En novembre dernier, Jean Denaux a reçu à Sens les insignes de chevalier de l’Ordre national du mérite.

Un fonctionnement vertical

Les fournisseurs l’ont bien compris, et leurs démarches vont dans ce sens, poussant plus loin encore la simple envie de traçabilité. Prenons l’exemple de Transgourmet et de sa gamme « Origine »  où l’on trouve du bœuf d’Aubrac et du Limousin. Aurélie Rossignol, directrice adjointe des achats, nous en dit plus : « Les quatre piliers de cette marque sont le développement durable, l’histoire du produit (et donc du producteur), un profil de goût élevé et un circuit le plus court possible. Aucun de ces piliers n’est facultatif. C’est pourquoi l’affiliation à ce programme prend du temps : nous devons apprendre à connaître les gens avec qui nous allons travailler, et vice versa. Ensuite, cette transparence, cette honnêteté, se répercute sur nos clients puisqu’ils achètent un produit qui se raconte dans l’assiette. » Davigel possède une envie similaire, en témoigne le lancement récent de la gamme « Bœuf de nos régions » qui veut aller plus loin que la caution VBF. Selon Jean Denaux, cette logique tient surtout du bon sens : « La viande rouge ne peut pas être un produit global qui se balade dans des containers en provenance de pays qui n’ont pas les mêmes normes. Son traitement doit être vertical, de l’élevage à l’assiette. Aujourd’hui, si un de mes clients demande à voir où et par qui sont élevées les bêtes qu’il achète, je suis capable de lui montrer. » Ces interactions et cette confiance entre les différents acteurs créent ainsi un cercle vertueux sur le long terme et surtout une viande caractérisée par sa régularité.

« Le noyau identitaire des races a pendant longtemps été sacrifié sur l’autel du rendement. »

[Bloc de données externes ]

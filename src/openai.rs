//! OpenAI client construction.

use crate::error::{Result, TrellisError};
use async_openai::{config::OpenAIConfig, Client};
use std::time::Duration;

/// Create an OpenAI client whose HTTP requests time out after `timeout`.
///
/// Credentials come from `OPENAI_API_KEY`; `OPENAI_BASE_URL` points the
/// client at a compatible server.
pub fn create_client_with_timeout(timeout: Duration) -> Result<Client<OpenAIConfig>> {
    let http_client = reqwest::Client::builder()
        .timeout(timeout)
        .build()
        .map_err(|e| TrellisError::Config(format!("Failed to create HTTP client: {}", e)))?;

    let mut config = OpenAIConfig::default();
    if let Ok(base) = std::env::var("OPENAI_BASE_URL") {
        if !base.is_empty() {
            config = config.with_api_base(base);
        }
    }

    Ok(Client::with_config(config).with_http_client(http_client))
}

La maturation : le signe de la revalorisation du secteur

Cela n’empêche pas d’aller chercher du bœuf d’exception hors des frontières, comme les races anglo-saxonnes Angus et Hereford qui sont de plus en plus prisées. Celles-ci ne sont pas forcément incompatibles avec la traçabilité et la verticalité évoquées par Jean Denaux. Bord Bia, office de promotion des produits agroalimentaires irlandais, le prouve avec son programme « Origin Green », soutenu par le gouvernement local. Bernadette Byrne, responsable viande, précise : « C’est un programme unique dans le monde qui s’inscrit dans une logique de développement durable englobant énormément de facteurs très contrôlés, du bien-être animal au rejet de CO2. Désormais, 90 % de nos exportations proviennent des 350 entreprises agréées par ce label. » Évoquer le bœuf irlandais c’est aussi s’intéresser à la maturation. Aujourd’hui, plus qu’une mode, ce procédé est devenu quasiment incontournable. Il faut le voir comme la conséquence logique de ce qui a été dit plus haut : une étape supplémentaire dans la revalorisation de la viande et de ses métiers. Néanmoins, de par le savoir-faire qu’elle suppose, cette technique a un impact tarifaire élevé, notamment pour la maturation sur os, responsable du goût. Des efforts sont faits à tous les niveaux pour la diversifier. Julien Férant partage son expérience : « Chez Davigel, nous faisons très peu de maturation sur os car, selon nous, elle s’adresse surtout aux artisans ou aux rares restaurateurs compétents en parage. Nous préférons mettre en avant la maturation sous vide qui, à défaut d’agir sur le goût, va apporter une régularité de texture, de tendresse. » 

Dans le numéro d’automne de sa revue « T », Transgourmet s’intéresse à la maturation.